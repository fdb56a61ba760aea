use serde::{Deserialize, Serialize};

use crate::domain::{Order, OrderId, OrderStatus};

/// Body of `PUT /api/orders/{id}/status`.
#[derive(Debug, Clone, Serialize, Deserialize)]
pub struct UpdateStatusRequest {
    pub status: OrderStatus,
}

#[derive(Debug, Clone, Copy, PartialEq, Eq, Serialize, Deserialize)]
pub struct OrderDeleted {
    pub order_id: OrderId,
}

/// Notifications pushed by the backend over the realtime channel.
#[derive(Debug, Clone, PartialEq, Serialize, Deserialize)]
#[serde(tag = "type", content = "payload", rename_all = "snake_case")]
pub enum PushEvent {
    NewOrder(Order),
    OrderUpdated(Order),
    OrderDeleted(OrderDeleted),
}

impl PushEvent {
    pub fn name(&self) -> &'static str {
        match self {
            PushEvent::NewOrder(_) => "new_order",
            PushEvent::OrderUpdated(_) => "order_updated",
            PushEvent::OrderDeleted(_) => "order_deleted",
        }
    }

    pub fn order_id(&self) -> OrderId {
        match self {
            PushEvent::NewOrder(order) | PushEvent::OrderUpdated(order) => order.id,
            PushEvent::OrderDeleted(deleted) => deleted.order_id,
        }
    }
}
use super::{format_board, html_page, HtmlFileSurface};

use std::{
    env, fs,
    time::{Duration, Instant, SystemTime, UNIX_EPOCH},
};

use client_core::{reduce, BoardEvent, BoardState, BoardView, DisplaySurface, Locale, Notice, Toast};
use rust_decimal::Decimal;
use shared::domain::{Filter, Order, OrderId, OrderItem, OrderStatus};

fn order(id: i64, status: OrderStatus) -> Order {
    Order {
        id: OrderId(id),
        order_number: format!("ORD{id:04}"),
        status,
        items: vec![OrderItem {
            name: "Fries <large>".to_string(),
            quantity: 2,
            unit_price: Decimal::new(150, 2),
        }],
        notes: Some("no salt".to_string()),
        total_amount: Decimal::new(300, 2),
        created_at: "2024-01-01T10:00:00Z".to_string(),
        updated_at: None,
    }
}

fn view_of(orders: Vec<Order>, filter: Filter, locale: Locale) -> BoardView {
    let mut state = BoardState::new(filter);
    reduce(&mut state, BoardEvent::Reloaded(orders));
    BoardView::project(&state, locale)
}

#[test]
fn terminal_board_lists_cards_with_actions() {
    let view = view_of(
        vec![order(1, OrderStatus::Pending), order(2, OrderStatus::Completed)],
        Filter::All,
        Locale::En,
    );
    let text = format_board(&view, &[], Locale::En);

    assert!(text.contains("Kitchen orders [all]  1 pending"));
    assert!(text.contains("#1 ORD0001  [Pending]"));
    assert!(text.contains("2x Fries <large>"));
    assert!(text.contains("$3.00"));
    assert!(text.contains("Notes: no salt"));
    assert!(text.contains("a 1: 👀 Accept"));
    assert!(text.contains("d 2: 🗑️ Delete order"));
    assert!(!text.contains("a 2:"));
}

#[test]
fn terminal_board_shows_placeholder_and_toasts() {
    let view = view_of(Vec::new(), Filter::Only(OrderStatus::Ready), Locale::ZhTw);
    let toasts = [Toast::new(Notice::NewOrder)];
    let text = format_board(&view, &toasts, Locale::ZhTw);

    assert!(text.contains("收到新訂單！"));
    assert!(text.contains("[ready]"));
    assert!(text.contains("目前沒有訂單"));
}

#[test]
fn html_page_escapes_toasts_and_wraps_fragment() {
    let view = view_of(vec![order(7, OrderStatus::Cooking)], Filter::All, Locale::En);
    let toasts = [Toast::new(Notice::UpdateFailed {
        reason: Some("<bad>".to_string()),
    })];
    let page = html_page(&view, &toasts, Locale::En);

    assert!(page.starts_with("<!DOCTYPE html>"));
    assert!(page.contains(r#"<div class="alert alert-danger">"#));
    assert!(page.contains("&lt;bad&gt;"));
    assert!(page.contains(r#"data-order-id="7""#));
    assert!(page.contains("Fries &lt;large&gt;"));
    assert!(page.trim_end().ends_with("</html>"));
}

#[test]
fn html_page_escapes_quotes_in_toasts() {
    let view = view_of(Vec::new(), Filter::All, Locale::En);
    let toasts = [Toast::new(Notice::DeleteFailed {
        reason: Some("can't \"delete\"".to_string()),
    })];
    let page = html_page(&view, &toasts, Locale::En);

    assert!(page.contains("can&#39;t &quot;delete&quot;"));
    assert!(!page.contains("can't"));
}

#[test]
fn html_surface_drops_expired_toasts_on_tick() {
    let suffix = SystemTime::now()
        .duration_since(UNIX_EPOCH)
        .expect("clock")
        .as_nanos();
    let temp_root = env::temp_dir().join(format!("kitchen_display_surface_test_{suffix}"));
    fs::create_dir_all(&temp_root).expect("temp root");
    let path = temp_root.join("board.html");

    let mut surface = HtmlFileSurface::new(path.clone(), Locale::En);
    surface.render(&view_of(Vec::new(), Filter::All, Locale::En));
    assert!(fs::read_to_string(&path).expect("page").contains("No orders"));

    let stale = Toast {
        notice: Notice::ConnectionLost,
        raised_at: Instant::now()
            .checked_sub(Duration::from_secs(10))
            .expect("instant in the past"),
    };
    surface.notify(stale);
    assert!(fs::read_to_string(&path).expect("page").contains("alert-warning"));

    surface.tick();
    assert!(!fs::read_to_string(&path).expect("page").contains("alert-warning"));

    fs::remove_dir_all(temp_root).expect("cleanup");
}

## YOUR OBJECTIVE:
Each record must be duplicated exactly, with none missing.

## ANSWER AREA:
repository fdb56a61ba760aea
use serde::{Deserialize, Serialize};

use crate::domain::{Order, OrderId, OrderStatus};

/// Body of `PUT /api/orders/{id}/status`.
#[derive(Debug, Clone, Serialize, Deserialize)]
pub struct UpdateStatusRequest {
    pub status: OrderStatus,
}

#[derive(Debug, Clone, Copy, PartialEq, Eq, Serialize, Deserialize)]
pub struct OrderDeleted {
    pub order_id: OrderId,
}

/// Notifications pushed by the backend over the realtime channel.
#[derive(Debug, Clone, PartialEq, Serialize, Deserialize)]
#[serde(tag = "type", content = "payload", rename_all = "snake_case")]
pub enum PushEvent {
    NewOrder(Order),
    OrderUpdated(Order),
    OrderDeleted(OrderDeleted),
}

impl PushEvent {
    pub fn name(&self) -> &'static str {
        match self {
            PushEvent::NewOrder(_) => "new_order",
            PushEvent::OrderUpdated(_) => "order_updated",
            PushEvent::OrderDeleted(_) => "order_deleted",
        }
    }

    pub fn order_id(&self) -> OrderId {
        match self {
            PushEvent::NewOrder(order) | PushEvent::OrderUpdated(order) => order.id,
            PushEvent::OrderDeleted(deleted) => deleted.order_id,
        }
    }
}
use super::{format_board, html_page, HtmlFileSurface};

use std::{
    env, fs,
    time::{Duration, Instant, SystemTime, UNIX_EPOCH},
};

use client_core::{reduce, BoardEvent, BoardState, BoardView, DisplaySurface, Locale, Notice, Toast};
use rust_decimal::Decimal;
use shared::domain::{Filter, Order, OrderId, OrderItem, OrderStatus};

fn order(id: i64, status: OrderStatus) -> Order {
    Order {
        id: OrderId(id),
        order_number: format!("ORD{id:04}"),
        status,
        items: vec![OrderItem {
            name: "Fries <large>".to_string(),
            quantity: 2,
            unit_price: Decimal::new(150, 2),
        }],
        notes: Some("no salt".to_string()),
        total_amount: Decimal::new(300, 2),
        created_at: "2024-01-01T10:00:00Z".to_string(),
        updated_at: None,
    }
}

fn view_of(orders: Vec<Order>, filter: Filter, locale: Locale) -> BoardView {
    let mut state = BoardState::new(filter);
    reduce(&mut state, BoardEvent::Reloaded(orders));
    BoardView::project(&state, locale)
}

#[test]
fn terminal_board_lists_cards_with_actions() {
    let view = view_of(
        vec![order(1, OrderStatus::Pending), order(2, OrderStatus::Completed)],
        Filter::All,
        Locale::En,
    );
    let text = format_board(&view, &[], Locale::En);

    assert!(text.contains("Kitchen orders [all]  1 pending"));
    assert!(text.contains("#1 ORD0001  [Pending]"));
    assert!(text.contains("2x Fries <large>"));
    assert!(text.contains("$3.00"));
    assert!(text.contains("Notes: no salt"));
    assert!(text.contains("a 1: 👀 Accept"));
    assert!(text.contains("d 2: 🗑️ Delete order"));
    assert!(!text.contains("a 2:"));
}

#[test]
fn terminal_board_shows_placeholder_and_toasts() {
    let view = view_of(Vec::new(), Filter::Only(OrderStatus::Ready), Locale::ZhTw);
    let toasts = [Toast::new(Notice::NewOrder)];
    let text = format_board(&view, &toasts, Locale::ZhTw);

    assert!(text.contains("收到新訂單！"));
    assert!(text.contains("[ready]"));
    assert!(text.contains("目前沒有訂單"));
}

#[test]
fn html_page_escapes_toasts_and_wraps_fragment() {
    let view = view_of(vec![order(7, OrderStatus::Cooking)], Filter::All, Locale::En);
    let toasts = [Toast::new(Notice::UpdateFailed {
        reason: Some("<bad>".to_string()),
    })];
    let page = html_page(&view, &toasts, Locale::En);

    assert!(page.starts_with("<!DOCTYPE html>"));
    assert!(page.contains(r#"<div class="alert alert-danger">"#));
    assert!(page.contains("&lt;bad&gt;"));
    assert!(page.contains(r#"data-order-id="7""#));
    assert!(page.contains("Fries &lt;large&gt;"));
    assert!(page.trim_end().ends_with("</html>"));
}

#[test]
fn html_page_escapes_quotes_in_toasts() {
    let view = view_of(Vec::new(), Filter::All, Locale::En);
    let toasts = [Toast::new(Notice::DeleteFailed {
        reason: Some("can't \"delete\"".to_string()),
    })];
    let page = html_page(&view, &toasts, Locale::En);

    assert!(page.contains("can&#39;t &quot;delete&quot;"));
    assert!(!page.contains("can't"));
}

#[test]
fn html_surface_drops_expired_toasts_on_tick() {
    let suffix = SystemTime::now()
        .duration_since(UNIX_EPOCH)
        .expect("clock")
        .as_nanos();
    let temp_root = env::temp_dir().join(format!("kitchen_display_surface_test_{suffix}"));
    fs::create_dir_all(&temp_root).expect("temp root");
    let path = temp_root.join("board.html");

    let mut surface = HtmlFileSurface::new(path.clone(), Locale::En);
    surface.render(&view_of(Vec::new(), Filter::All, Locale::En));
    assert!(fs::read_to_string(&path).expect("page").contains("No orders"));

    let stale = Toast {
        notice: Notice::ConnectionLost,
        raised_at: Instant::now()
            .checked_sub(Duration::from_secs(10))
            .expect("instant in the past"),
    };
    surface.notify(stale);
    assert!(fs::read_to_string(&path).expect("page").contains("alert-warning"));

    surface.tick();
    assert!(!fs::read_to_string(&path).expect("page").contains("alert-warning"));

    fs::remove_dir_all(temp_root).expect("cleanup");
}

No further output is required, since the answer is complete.